ACTION ITEM – Exactly reproduce the data from its first line through the line with "use uuid::Uuid;", leaving out every line after it.
───── RECORDS SHOWN
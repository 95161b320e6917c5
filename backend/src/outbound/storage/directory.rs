//! Directory-backed key-value store.
//!
//! Each key maps to `<key>.json` inside a single directory opened through
//! `cap-std`, so the adapter cannot reach outside it. Writes go to a hidden
//! temporary file which is then renamed over the target, so readers see
//! either the old or the new value, never a partial one.

use std::io::{self, Write};

use camino::{Utf8Path, Utf8PathBuf};
use cap_std::ambient_authority;
use cap_std::fs::{Dir, OpenOptions};
use tracing::debug;
use uuid::Uuid;

use crate::domain::ports::{KeyValueStore, KeyValueStoreError};

/// Key-value store persisting each key as a JSON file.
#[derive(Debug)]
pub struct DirectoryKeyValueStore {
    dir: Dir,
    root: Utf8PathBuf,
}

impl DirectoryKeyValueStore {
    /// Open `root`, creating it and any missing parents.
    pub fn open(root: &Utf8Path) -> Result<Self, KeyValueStoreError> {
        Dir::create_ambient_dir_all(root, ambient_authority())
            .and_then(|()| Dir::open_ambient_dir(root, ambient_authority()))
            .map(|dir| Self {
                dir,
                root: root.to_path_buf(),
            })
            .map_err(|err| KeyValueStoreError::unavailable(format!("{root}: {err}")))
    }

    /// Directory holding the ledger files.
    pub fn root(&self) -> &Utf8Path {
        &self.root
    }

    fn file_name(key: &str) -> Result<String, KeyValueStoreError> {
        let valid = !key.is_empty()
            && key
                .chars()
                .all(|c| c.is_ascii_alphanumeric() || c == '_' || c == '-');
        if valid {
            Ok(format!("{key}.json"))
        } else {
            Err(KeyValueStoreError::invalid_key(key))
        }
    }

    fn temp_name(file_name: &str) -> String {
        format!(".{file_name}.tmp.{}", Uuid::new_v4().simple())
    }

    fn write_temp(&self, tmp_name: &str, value: &[u8]) -> io::Result<()> {
        let mut options = OpenOptions::new();
        options.write(true).create_new(true);
        let mut file = self.dir.open_with(tmp_name, &options)?;
        file.write_all(value)?;
        file.sync_all()
    }

    #[cfg(windows)]
    fn replace(&self, tmp_name: &str, file_name: &str) -> io::Result<()> {
        // Windows refuses to rename over an existing file.
        match self.dir.remove_file(file_name) {
            Ok(()) => {}
            Err(err) if err.kind() == io::ErrorKind::NotFound => {}
            Err(err) => return Err(err),
        }
        self.dir.rename(tmp_name, &self.dir, file_name)
    }

    #[cfg(not(windows))]
    fn replace(&self, tmp_name: &str, file_name: &str) -> io::Result<()> {
        self.dir.rename(tmp_name, &self.dir, file_name)
    }

    fn sync_directory(&self) {
        if let Err(err) = self.dir.open(".").and_then(|handle| handle.sync_all()) {
            debug!(root = %self.root, error = %err, "directory sync skipped");
        }
    }
}

impl KeyValueStore for DirectoryKeyValueStore {
    fn get(&self, key: &str) -> Result<Option<Vec<u8>>, KeyValueStoreError> {
        let file_name = Self::file_name(key)?;
        match self.dir.read(&file_name) {
            Ok(bytes) => Ok(Some(bytes)),
            Err(err) if err.kind() == io::ErrorKind::NotFound => Ok(None),
            Err(err) => Err(KeyValueStoreError::read(key, err.to_string())),
        }
    }

    fn set(&self, key: &str, value: &[u8]) -> Result<(), KeyValueStoreError> {
        let file_name = Self::file_name(key)?;
        let tmp_name = Self::temp_name(&file_name);

        let written = self
            .write_temp(&tmp_name, value)
            .and_then(|()| self.replace(&tmp_name, &file_name));
        if let Err(err) = written {
            if let Err(cleanup) = self.dir.remove_file(&tmp_name) {
                debug!(file = %tmp_name, error = %cleanup, "temporary file cleanup skipped");
            }
            return Err(KeyValueStoreError::write(key, err.to_string()));
        }

        self.sync_directory();
        Ok(())
    }
}
//! Library catalogue service with per-user borrow and favourite ledgers.
//!
//! The domain keeps each signed-in user's borrowed and favourite book ids in
//! a key-value store, seeding them from the catalogue on first access. The
//! HTTP adapter exposes browsing, borrowing and favouriting over actix-web.

pub mod doc;
pub mod domain;
pub mod inbound;
pub mod middleware;
pub mod outbound;
pub mod settings;

/// Public OpenAPI surface used by Swagger UI and tooling.
pub use doc::ApiDoc;
pub use middleware::Trace;
//! Favourite list handlers.
//!
//! ```text
//! GET    /api/v1/favorites
//! POST   /api/v1/favorites/{bookId}/toggle
//! DELETE /api/v1/favorites/{bookId}
//! ```

use std::sync::Arc;

use actix_web::{delete, get, post, web};

use crate::domain::{AnnotatedBook, Error, UserLedger};
use crate::inbound::http::ApiResult;
use crate::inbound::http::blocking::run_blocking;
use crate::inbound::http::books::{book_id, current_ledger, known_book};
use crate::inbound::http::session::SessionContext;
use crate::inbound::http::state::HttpState;

fn not_logged_in() -> Error {
    Error::unauthorized("not logged in")
}

/// Catalogue entries the signed-in user has favourited.
#[utoipa::path(
    get,
    path = "/api/v1/favorites",
    responses(
        (status = 200, description = "Favourite books", body = [AnnotatedBook]),
        (status = 401, description = "Not logged in", body = Error)
    ),
    tags = ["favorites"],
    operation_id = "listFavorites"
)]
#[get("/favorites")]
pub async fn list_favorites(
    state: web::Data<HttpState>,
    session: SessionContext,
) -> ApiResult<web::Json<Vec<AnnotatedBook>>> {
    let user = session.require_user_id()?;
    let library = Arc::clone(&state.library);
    let books = run_blocking(move || library.favorites(user)).await?;
    Ok(web::Json(books))
}

/// Flip a book's favourite flag and return the updated ledger.
#[utoipa::path(
    post,
    path = "/api/v1/favorites/{bookId}/toggle",
    params(("bookId" = u64, Path, description = "Catalogue id")),
    responses(
        (status = 200, description = "Updated ledger", body = UserLedger),
        (status = 401, description = "Not logged in", body = Error),
        (status = 404, description = "Unknown book", body = Error)
    ),
    tags = ["favorites"],
    operation_id = "toggleFavorite"
)]
#[post("/favorites/{book_id}/toggle")]
pub async fn toggle_favorite(
    state: web::Data<HttpState>,
    session: SessionContext,
    path: web::Path<u64>,
) -> ApiResult<web::Json<UserLedger>> {
    let book = known_book(state.library.as_ref(), path.into_inner())?;
    let user = session.user_id()?;
    let ledger = Arc::clone(&state.ledger);
    let library = Arc::clone(&state.library);
    let updated = run_blocking(move || {
        if !ledger.toggle_favorite(user, book)? {
            return Err(not_logged_in());
        }
        current_ledger(library.as_ref(), user)
    })
    .await?;
    Ok(web::Json(updated))
}

/// Remove a book from the favourites and return the updated ledger.
#[utoipa::path(
    delete,
    path = "/api/v1/favorites/{bookId}",
    params(("bookId" = u64, Path, description = "Catalogue id")),
    responses(
        (status = 200, description = "Updated ledger", body = UserLedger),
        (status = 401, description = "Not logged in", body = Error),
        (status = 400, description = "Invalid book id", body = Error)
    ),
    tags = ["favorites"],
    operation_id = "removeFavorite"
)]
#[delete("/favorites/{book_id}")]
pub async fn remove_favorite(
    state: web::Data<HttpState>,
    session: SessionContext,
    path: web::Path<u64>,
) -> ApiResult<web::Json<UserLedger>> {
    let book = book_id(path.into_inner())?;
    let user = session.user_id()?;
    let ledger = Arc::clone(&state.ledger);
    let library = Arc::clone(&state.library);
    let updated = run_blocking(move || {
        if !ledger.remove_favorite(user, book)? {
            return Err(not_logged_in());
        }
        current_ledger(library.as_ref(), user)
    })
    .await?;
    Ok(web::Json(updated))
}

#[cfg(test)]
mod tests {
    //! Regression coverage for this module.
    use std::sync::Arc;

    use actix_web::http::StatusCode;
    use actix_web::{App, HttpResponse, test as actix_test};
    use serde_json::Value;

    use super::*;
    use crate::domain::ports::{
        FixtureLoginService, FixtureUserProfileQuery, MockLedgerCommand, MockLibraryQuery,
    };
    use crate::domain::{BookId, BookIdSet, UserId};
    use crate::inbound::http::state::HttpStatePorts;
    use crate::inbound::http::test_utils::{session_cookie, test_session_middleware};

    fn ledger_with_favourite(user: UserId, book: u64) -> UserLedger {
        let favourites: BookIdSet = [BookId::new(book).expect("positive id")]
            .into_iter()
            .collect();
        UserLedger::new(user, BookIdSet::new(), favourites)
    }

    async fn call(
        ledger: MockLedgerCommand,
        library: MockLibraryQuery,
        request: actix_test::TestRequest,
        signed_in: bool,
    ) -> (StatusCode, Value) {
        let state = HttpState::new(HttpStatePorts {
            login: Arc::new(FixtureLoginService),
            profile: Arc::new(FixtureUserProfileQuery),
            ledger: Arc::new(ledger),
            library: Arc::new(library),
        });
        let app = actix_test::init_service(
            App::new().app_data(web::Data::new(state)).service(
                web::scope("/api/v1")
                    .wrap(test_session_middleware())
                    .route(
                        "/sign-in",
                        web::get().to(|session: SessionContext| async move {
                            session.persist_user(UserId::new(7).expect("fixture id"))?;
                            Ok::<_, Error>(HttpResponse::Ok())
                        }),
                    )
                    .service(list_favorites)
                    .service(toggle_favorite)
                    .service(remove_favorite),
            ),
        )
        .await;
        let request = if signed_in {
            let res = actix_test::call_service(
                &app,
                actix_test::TestRequest::get().uri("/api/v1/sign-in").to_request(),
            )
            .await;
            request.cookie(session_cookie(&res))
        } else {
            request
        };
        let response = actix_test::call_service(&app, request.to_request()).await;
        let status = response.status();
        let body: Value = actix_test::read_body_json(response).await;
        (status, body)
    }

    #[actix_web::test]
    async fn toggle_returns_updated_ledger() {
        let mut ledger = MockLedgerCommand::new();
        ledger
            .expect_toggle_favorite()
            .withf(|user, book| user.map(UserId::get) == Some(7) && book.get() == 3)
            .times(1)
            .returning(|_, _| Ok(true));
        let mut library = MockLibraryQuery::new();
        library.expect_contains_book().returning(|_| true);
        library.expect_ledger().returning(|user| {
            Ok(user.map(|id| ledger_with_favourite(id, 3)))
        });

        let (status, body) = call(
            ledger,
            library,
            actix_test::TestRequest::post().uri("/api/v1/favorites/3/toggle"),
            true,
        )
        .await;
        assert_eq!(status, StatusCode::OK);
        assert_eq!(body["favorited"], serde_json::json!([3]));
    }

    #[actix_web::test]
    async fn toggle_without_session_is_unauthorised() {
        let mut ledger = MockLedgerCommand::new();
        ledger
            .expect_toggle_favorite()
            .withf(|user, _| user.is_none())
            .returning(|_, _| Ok(false));
        let mut library = MockLibraryQuery::new();
        library.expect_contains_book().returning(|_| true);

        let (status, body) = call(
            ledger,
            library,
            actix_test::TestRequest::post().uri("/api/v1/favorites/3/toggle"),
            false,
        )
        .await;
        assert_eq!(status, StatusCode::UNAUTHORIZED);
        assert_eq!(body["message"], "not logged in");
    }

    #[actix_web::test]
    async fn unknown_book_never_reaches_the_ledger() {
        let mut ledger = MockLedgerCommand::new();
        ledger.expect_toggle_favorite().never();
        let mut library = MockLibraryQuery::new();
        library.expect_contains_book().returning(|_| false);

        let (status, body) = call(
            ledger,
            library,
            actix_test::TestRequest::post().uri("/api/v1/favorites/404/toggle"),
            true,
        )
        .await;
        assert_eq!(status, StatusCode::NOT_FOUND);
        assert_eq!(body["details"]["code"], "unknown_book");
    }

    #[actix_web::test]
    async fn removal_skips_the_catalogue_check() {
        let mut ledger = MockLedgerCommand::new();
        ledger
            .expect_remove_favorite()
            .withf(|user, book| user.map(UserId::get) == Some(7) && book.get() == 404)
            .times(1)
            .returning(|_, _| Ok(true));
        let mut library = MockLibraryQuery::new();
        library.expect_contains_book().never();
        library.expect_ledger().returning(|user| {
            Ok(user.map(|id| UserLedger::new(id, BookIdSet::new(), BookIdSet::new())))
        });

        let (status, body) = call(
            ledger,
            library,
            actix_test::TestRequest::delete().uri("/api/v1/favorites/404"),
            true,
        )
        .await;
        assert_eq!(status, StatusCode::OK);
        assert_eq!(body["favorited"], serde_json::json!([]));
    }

    #[actix_web::test]
    async fn list_requires_session() {
        let (status, _) = call(
            MockLedgerCommand::new(),
            MockLibraryQuery::new(),
            actix_test::TestRequest::get().uri("/api/v1/favorites"),
            false,
        )
        .await;
        assert_eq!(status, StatusCode::UNAUTHORIZED);
    }
}
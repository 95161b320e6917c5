//! User identity and profile model.
//!
//! The ledger only ever needs a user's identifier; the remaining profile
//! fields exist for `GET /users/me` and the login flow.

use std::fmt;
use std::num::NonZeroU64;
use std::str::FromStr;

use serde::{Deserialize, Serialize};
use utoipa::ToSchema;

/// Validation errors returned when building user values.
#[derive(Debug, Clone, PartialEq, Eq)]
pub enum UserValidationError {
    /// User id was zero.
    ZeroId,
    /// User id text was not a positive integer.
    InvalidId,
    /// Username was blank once trimmed.
    EmptyUsername,
}

impl fmt::Display for UserValidationError {
    fn fmt(&self, f: &mut fmt::Formatter<'_>) -> fmt::Result {
        match self {
            Self::ZeroId => write!(f, "user id must be positive"),
            Self::InvalidId => write!(f, "user id must be a positive integer"),
            Self::EmptyUsername => write!(f, "username must not be empty"),
        }
    }
}

impl std::error::Error for UserValidationError {}

/// Stable positive user identifier.
///
/// The ledger keys (`borrowed_<id>`, `favorites_<id>`) embed the decimal
/// form of this value.
///
/// # Examples
/// ```
/// use bookshelf::domain::UserId;
///
/// let id = UserId::new(42).unwrap();
/// assert_eq!(id.get(), 42);
/// assert!(UserId::new(0).is_err());
/// assert_eq!("42".parse::<UserId>().unwrap(), id);
/// ```
#[derive(Debug, Clone, Copy, PartialEq, Eq, PartialOrd, Ord, Hash, Serialize, Deserialize)]
#[serde(try_from = "u64", into = "u64")]
pub struct UserId(NonZeroU64);

impl UserId {
    /// Validate and construct a [`UserId`].
    pub fn new(id: u64) -> Result<Self, UserValidationError> {
        NonZeroU64::new(id)
            .map(Self)
            .ok_or(UserValidationError::ZeroId)
    }

    /// Raw integer value.
    pub fn get(self) -> u64 {
        self.0.get()
    }
}

impl fmt::Display for UserId {
    fn fmt(&self, f: &mut fmt::Formatter<'_>) -> fmt::Result {
        write!(f, "{}", self.0)
    }
}

impl FromStr for UserId {
    type Err = UserValidationError;

    fn from_str(s: &str) -> Result<Self, Self::Err> {
        let raw: u64 = s.parse().map_err(|_| UserValidationError::InvalidId)?;
        Self::new(raw)
    }
}

impl From<UserId> for u64 {
    fn from(value: UserId) -> Self {
        value.get()
    }
}

impl TryFrom<u64> for UserId {
    type Error = UserValidationError;

    fn try_from(value: u64) -> Result<Self, Self::Error> {
        Self::new(value)
    }
}

/// Role assigned in the roster. The ledger never inspects it.
#[derive(Debug, Clone, Copy, PartialEq, Eq, Serialize, Deserialize, ToSchema)]
#[serde(rename_all = "lowercase")]
pub enum Role {
    /// Library administrator.
    Admin,
    /// Regular member.
    User,
}

/// Whether the account may sign in.
#[derive(Debug, Clone, Copy, Default, PartialEq, Eq, Serialize, Deserialize, ToSchema)]
#[serde(rename_all = "lowercase")]
pub enum AccountStatus {
    /// The account can authenticate.
    #[default]
    Active,
    /// The account is disabled.
    Inactive,
}

/// Public user profile. Never carries the password.
///
/// ## Invariants
/// - `username` is non-empty once trimmed.
#[derive(Debug, Clone, PartialEq, Eq, Serialize, Deserialize, ToSchema)]
#[serde(rename_all = "camelCase")]
pub struct User {
    #[schema(value_type = u64, example = 42)]
    id: UserId,
    #[schema(example = "ada")]
    username: String,
    role: Role,
    #[serde(default, skip_serializing_if = "String::is_empty")]
    #[schema(example = "ada@example.org")]
    email: String,
    #[serde(default, skip_serializing_if = "String::is_empty")]
    phone: String,
    status: AccountStatus,
}

impl User {
    /// Build a profile with the mandatory fields; contact details start empty.
    pub fn try_new(
        id: UserId,
        username: impl Into<String>,
        role: Role,
    ) -> Result<Self, UserValidationError> {
        let username = username.into();
        if username.trim().is_empty() {
            return Err(UserValidationError::EmptyUsername);
        }
        Ok(Self {
            id,
            username,
            role,
            email: String::new(),
            phone: String::new(),
            status: AccountStatus::Active,
        })
    }

    /// Attach contact details.
    pub fn with_contact(mut self, email: impl Into<String>, phone: impl Into<String>) -> Self {
        self.email = email.into();
        self.phone = phone.into();
        self
    }

    /// Override the account status.
    pub fn with_status(mut self, status: AccountStatus) -> Self {
        self.status = status;
        self
    }

    /// Stable identifier.
    pub fn id(&self) -> UserId {
        self.id
    }

    /// Login name.
    pub fn username(&self) -> &str {
        self.username.as_str()
    }

    /// Roster role.
    pub fn role(&self) -> Role {
        self.role
    }

    /// Contact email, empty when unknown.
    pub fn email(&self) -> &str {
        self.email.as_str()
    }

    /// Contact phone, empty when unknown.
    pub fn phone(&self) -> &str {
        self.phone.as_str()
    }

    /// Account status.
    pub fn status(&self) -> AccountStatus {
        self.status
    }

    /// Whether the account may authenticate.
    pub fn is_active(&self) -> bool {
        self.status == AccountStatus::Active
    }
}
──────────
ANSWER BOX –
repository 95161b320e6917c5
filename backend/src/outbound/storage/directory.rs
//! Directory-backed key-value store.
//!
//! Each key maps to `<key>.json` inside a single directory opened through
//! `cap-std`, so the adapter cannot reach outside it. Writes go to a hidden
//! temporary file which is then renamed over the target, so readers see
//! either the old or the new value, never a partial one.

use std::io::{self, Write};

use camino::{Utf8Path, Utf8PathBuf};
use cap_std::ambient_authority;
use cap_std::fs::{Dir, OpenOptions};
use tracing::debug;
use uuid::Uuid;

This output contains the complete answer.